*** RECORDS PROVIDED Section Begins ***
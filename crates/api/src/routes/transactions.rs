//! Transaction routes.

use axum::{
    Json, Router,
    extract::{Path, Query, State},
    http::StatusCode,
    response::IntoResponse,
    routing::{delete, get, post, put},
};
use rust_decimal::Decimal;
use serde::Deserialize;
use serde_json::json;
use tracing::error;
use uuid::Uuid;

use crate::AppState;
use crate::middleware::AuthUser;
use crate::routes::{error_response, internal_error};
use gasto_db::TransactionRepository;
use gasto_db::entities::sea_orm_active_enums::{TransactionKind, TransactionStatus};
use gasto_db::repositories::transaction::{
    CreateTransactionInput, TransactionError, UpdateTransactionInput,
};

/// Creates the transaction routes.
pub fn routes() -> Router<AppState> {
    Router::new()
        .route("/transactions/all", get(list_transactions))
        .route("/transactions/create", post(create_transaction))
        .route("/transactions/totals/monthly", get(monthly_totals))
        .route("/transactions/totals/departments", get(department_totals))
        .route("/transactions/{id}", get(get_transaction))
        .route("/transactions/{id}", put(update_transaction))
        .route("/transactions/{id}", delete(delete_transaction))
}

/// Request body for creating a transaction.
#[derive(Debug, Deserialize)]
pub struct CreateTransactionBody {
    /// Kind: income, expense, transfer.
    pub kind: String,
    /// Amount.
    pub amount: Decimal,
    /// Optional category.
    pub category_id: Option<Uuid>,
    /// Optional supplier.
    pub supplier_id: Option<Uuid>,
    /// Optional client.
    pub client_id: Option<Uuid>,
    /// Transaction date.
    pub transaction_date: chrono::NaiveDate,
    /// Status: pending, completed, cancelled.
    pub status: Option<String>,
    /// Payment metadata.
    pub payment_method: Option<String>,
    /// External reference.
    pub reference: Option<String>,
    /// Notes.
    pub notes: Option<String>,
}

/// Request body for updating a transaction.
#[derive(Debug, Deserialize)]
pub struct UpdateTransactionBody {
    /// New amount.
    pub amount: Option<Decimal>,
    /// New status.
    pub status: Option<String>,
    /// New payment metadata.
    pub payment_method: Option<String>,
    /// New notes.
    pub notes: Option<String>,
}

/// Query parameters for listing transactions.
#[derive(Debug, Deserialize)]
pub struct ListTransactionsQuery {
    /// Filter by category.
    pub category_id: Option<Uuid>,
}

/// Query parameters for monthly totals.
#[derive(Debug, Deserialize)]
pub struct MonthlyTotalsQuery {
    /// Restrict to one transaction kind.
    pub kind: Option<String>,
}

fn parse_kind(s: &str) -> Option<TransactionKind> {
    match s.to_lowercase().as_str() {
        "income" => Some(TransactionKind::Income),
        "expense" => Some(TransactionKind::Expense),
        "transfer" => Some(TransactionKind::Transfer),
        _ => None,
    }
}

fn parse_status(s: &str) -> Option<TransactionStatus> {
    match s.to_lowercase().as_str() {
        "pending" => Some(TransactionStatus::Pending),
        "completed" => Some(TransactionStatus::Completed),
        "cancelled" => Some(TransactionStatus::Cancelled),
        _ => None,
    }
}

/// GET `/transactions/all` - Non-deleted transactions of the company.
async fn list_transactions(
    State(state): State<AppState>,
    auth: AuthUser,
    Query(query): Query<ListTransactionsQuery>,
) -> impl IntoResponse {
    let repo = TransactionRepository::new((*state.db).clone());

    match repo.list(auth.company_id(), query.category_id).await {
        Ok(transactions) => {
            (StatusCode::OK, Json(json!({ "transactions": transactions }))).into_response()
        }
        Err(e) => map_transaction_error(&e),
    }
}

/// POST `/transactions/create` - Record a transaction.
async fn create_transaction(
    State(state): State<AppState>,
    auth: AuthUser,
    Json(payload): Json<CreateTransactionBody>,
) -> impl IntoResponse {
    let Some(kind) = parse_kind(&payload.kind) else {
        return error_response(
            StatusCode::BAD_REQUEST,
            "invalid_kind",
            "Kind must be one of: income, expense, transfer",
        );
    };

    let status = match payload.status.as_deref() {
        Some(raw) => match parse_status(raw) {
            Some(status) => Some(status),
            None => {
                return error_response(
                    StatusCode::BAD_REQUEST,
                    "invalid_status",
                    "Status must be one of: pending, completed, cancelled",
                );
            }
        },
        None => None,
    };

    let repo = TransactionRepository::new((*state.db).clone());
    let input = CreateTransactionInput {
        company_id: auth.company_id(),
        kind,
        amount: payload.amount,
        category_id: payload.category_id,
        supplier_id: payload.supplier_id,
        client_id: payload.client_id,
        transaction_date: payload.transaction_date,
        status,
        payment_method: payload.payment_method,
        reference: payload.reference,
        notes: payload.notes,
        created_by: auth.user_id(),
    };

    match repo.create(input).await {
        Ok(transaction) => {
            (StatusCode::CREATED, Json(json!({ "transaction": transaction }))).into_response()
        }
        Err(e) => map_transaction_error(&e),
    }
}

/// GET `/transactions/totals/monthly` - Completed totals per month.
async fn monthly_totals(
    State(state): State<AppState>,
    auth: AuthUser,
    Query(query): Query<MonthlyTotalsQuery>,
) -> impl IntoResponse {
    let kind = match query.kind.as_deref() {
        Some(raw) => match parse_kind(raw) {
            Some(kind) => Some(kind),
            None => {
                return error_response(
                    StatusCode::BAD_REQUEST,
                    "invalid_kind",
                    "Kind must be one of: income, expense, transfer",
                );
            }
        },
        None => None,
    };

    let repo = TransactionRepository::new((*state.db).clone());

    match repo.monthly_totals(auth.company_id(), kind).await {
        Ok(totals) => {
            let body: Vec<serde_json::Value> = totals
                .into_iter()
                .map(|t| json!({ "year": t.year, "month": t.month, "total": t.total }))
                .collect();
            (StatusCode::OK, Json(json!({ "totals": body }))).into_response()
        }
        Err(e) => map_transaction_error(&e),
    }
}

/// GET `/transactions/totals/departments` - Expense totals per department.
async fn department_totals(State(state): State<AppState>, auth: AuthUser) -> impl IntoResponse {
    let repo = TransactionRepository::new((*state.db).clone());

    match repo.department_totals(auth.company_id()).await {
        Ok(totals) => {
            let body: Vec<serde_json::Value> = totals
                .into_iter()
                .map(|t| {
                    json!({
                        "department_id": t.department_id,
                        "department_name": t.department_name,
                        "total": t.total,
                    })
                })
                .collect();
            (StatusCode::OK, Json(json!({ "totals": body }))).into_response()
        }
        Err(e) => map_transaction_error(&e),
    }
}

/// GET `/transactions/{id}` - Get a single transaction.
async fn get_transaction(
    State(state): State<AppState>,
    _auth: AuthUser,
    Path(id): Path<Uuid>,
) -> impl IntoResponse {
    let repo = TransactionRepository::new((*state.db).clone());

    match repo.get(id).await {
        Ok(transaction) => {
            (StatusCode::OK, Json(json!({ "transaction": transaction }))).into_response()
        }
        Err(e) => map_transaction_error(&e),
    }
}

/// PUT `/transactions/{id}` - Update a transaction.
async fn update_transaction(
    State(state): State<AppState>,
    _auth: AuthUser,
    Path(id): Path<Uuid>,
    Json(payload): Json<UpdateTransactionBody>,
) -> impl IntoResponse {
    let status = match payload.status.as_deref() {
        Some(raw) => match parse_status(raw) {
            Some(status) => Some(status),
            None => {
                return error_response(
                    StatusCode::BAD_REQUEST,
                    "invalid_status",
                    "Status must be one of: pending, completed, cancelled",
                );
            }
        },
        None => None,
    };

    let repo = TransactionRepository::new((*state.db).clone());
    let input = UpdateTransactionInput {
        amount: payload.amount,
        status,
        category_id: None,
        payment_method: payload.payment_method.map(Some),
        notes: payload.notes.map(Some),
    };

    match repo.update(id, input).await {
        Ok(transaction) => {
            (StatusCode::OK, Json(json!({ "transaction": transaction }))).into_response()
        }
        Err(e) => map_transaction_error(&e),
    }
}

/// DELETE `/transactions/{id}` - Soft-delete a transaction.
async fn delete_transaction(
    State(state): State<AppState>,
    auth: AuthUser,
    Path(id): Path<Uuid>,
) -> impl IntoResponse {
    let repo = TransactionRepository::new((*state.db).clone());

    match repo.soft_delete(id, &auth.actor()).await {
        Ok(()) => (
            StatusCode::OK,
            Json(json!({ "message": "Transaction deleted successfully" })),
        )
            .into_response(),
        Err(e) => map_transaction_error(&e),
    }
}

/// Maps transaction errors to HTTP responses.
fn map_transaction_error(e: &TransactionError) -> axum::response::Response {
    match e {
        TransactionError::NotFound(id) => error_response(
            StatusCode::NOT_FOUND,
            "not_found",
            format!("Transaction not found: {id}"),
        ),
        TransactionError::NonPositiveAmount => error_response(
            StatusCode::BAD_REQUEST,
            "non_positive_amount",
            "Amount must be greater than zero",
        ),
        TransactionError::Forbidden(message) => {
            error_response(StatusCode::FORBIDDEN, "forbidden", message.clone())
        }
        TransactionError::Database(e) => {
            error!(error = %e, "Transaction operation failed");
            internal_error()
        }
    }
}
*** RECORDS PROVIDED Section Ends ***
WORK TASK:
Copy all lines from the entries that contain the word "ListTransactionsQuery".

ANSWER TO THIS EXERCISE:
pub struct ListTransactionsQuery {
    Query(query): Query<ListTransactionsQuery>,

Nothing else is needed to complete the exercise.